Inflection of words may have simplified and adjusted from Roman times but did not die out, yet modern English is not considered an inflectional language. Crystal’s writes (The Cambridge Encyclopaedia of the English Language P32), that some scholars suggest Norse and Old English formed a pidgin to facilitate understanding between the two peoples resulting in “a loss of word endings and a greater reliance on word order”. Whatever the correct theory of inflectional re-modelling in England, the Viking landings probably affected lexis, morphology, sounds and syntax of Old English.
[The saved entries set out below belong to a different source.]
//! TCP transport adapter: raw byte batches, one `read` per buffer
//! fill.

use std::net::SocketAddr;

use async_trait::async_trait;
use bytes::Bytes;
use tokio::io::{AsyncReadExt, AsyncWriteExt};
use tokio::net::tcp::{OwnedReadHalf, OwnedWriteHalf};
use tokio::net::TcpStream;

use crate::config::ChannelConfig;
use crate::error::ChannelError;
use crate::packet::{PacketBody, Protocol};

use super::Transport;

pub struct TcpTransport {
    reader: tokio::sync::Mutex<OwnedReadHalf>,
    writer: tokio::sync::Mutex<Option<OwnedWriteHalf>>,
    local: SocketAddr,
    remote: SocketAddr,
}

impl TcpTransport {
    pub fn new(stream: TcpStream) -> Result<Self, ChannelError> {
        let local = stream.local_addr()?;
        let remote = stream.peer_addr()?;
        let (reader, writer) = stream.into_split();
        Ok(TcpTransport {
            reader: tokio::sync::Mutex::new(reader),
            writer: tokio::sync::Mutex::new(Some(writer)),
            local,
            remote,
        })
    }
}

#[async_trait]
impl Transport for TcpTransport {
    fn protocol(&self) -> Protocol {
        Protocol::Tcp
    }

    async fn read(&self, config: &ChannelConfig) -> Result<Option<PacketBody>, ChannelError> {
        let mut buf = vec![0u8; config.read_buf_size];
        let n = self.reader.lock().await.read(&mut buf).await?;
        if n == 0 {
            return Err(ChannelError::Io(std::io::Error::new(
                std::io::ErrorKind::UnexpectedEof,
                "connection closed by peer",
            )));
        }
        buf.truncate(n);
        Ok(Some(PacketBody::Tcp(Bytes::from(buf))))
    }

    async fn write(&self, body: &PacketBody, _config: &ChannelConfig) -> Result<usize, ChannelError> {
        let data = body.data();
        let mut writer = self.writer.lock().await;
        match writer.as_mut() {
            Some(writer) => {
                writer.write_all(data).await?;
                Ok(data.len())
            }
            None => Err(ChannelError::Io(std::io::Error::new(
                std::io::ErrorKind::NotConnected,
                "connection already closed",
            ))),
        }
    }

    fn make_body(&self, data: Bytes) -> Result<PacketBody, ChannelError> {
        Ok(PacketBody::Tcp(data))
    }

    fn local_addr(&self) -> Option<SocketAddr> {
        Some(self.local)
    }

    fn remote_addr(&self) -> Option<SocketAddr> {
        Some(self.remote)
    }

    async fn close(&self) {
        if let Some(mut writer) = self.writer.lock().await.take() {
            let _ = writer.shutdown().await;
        }
    }
}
King Alfred had promoted Old English rather than Latin as a national language instructing much Latin work to be translated into the favoured West Saxon dialect. Many manuscripts perished in the Viking invasions, but some survived like Caedmon’s story translated from Bede’s Ecclesiastical History, being one of the few traceable works of medieval times. Dick Leith draws from the extract (Graddol, Leith & Swann P111) to observe Old English spelling and vowel sounds, for example using huse [u] instead of the diphthongized house [au], (U210 Audio Cassette 1 Band 3 “The sounds of Old English”) which would later be found in use in the South of England: Leith shows on the tape that some Old English sounds are still heard in northern parts today by highlighting a woman speaker from the East Riding of Yorkshire, pronouncing /flour/ [? ] , rather than a diphthongized [a ? ] sound as in the Wallingford speaker on the cassette.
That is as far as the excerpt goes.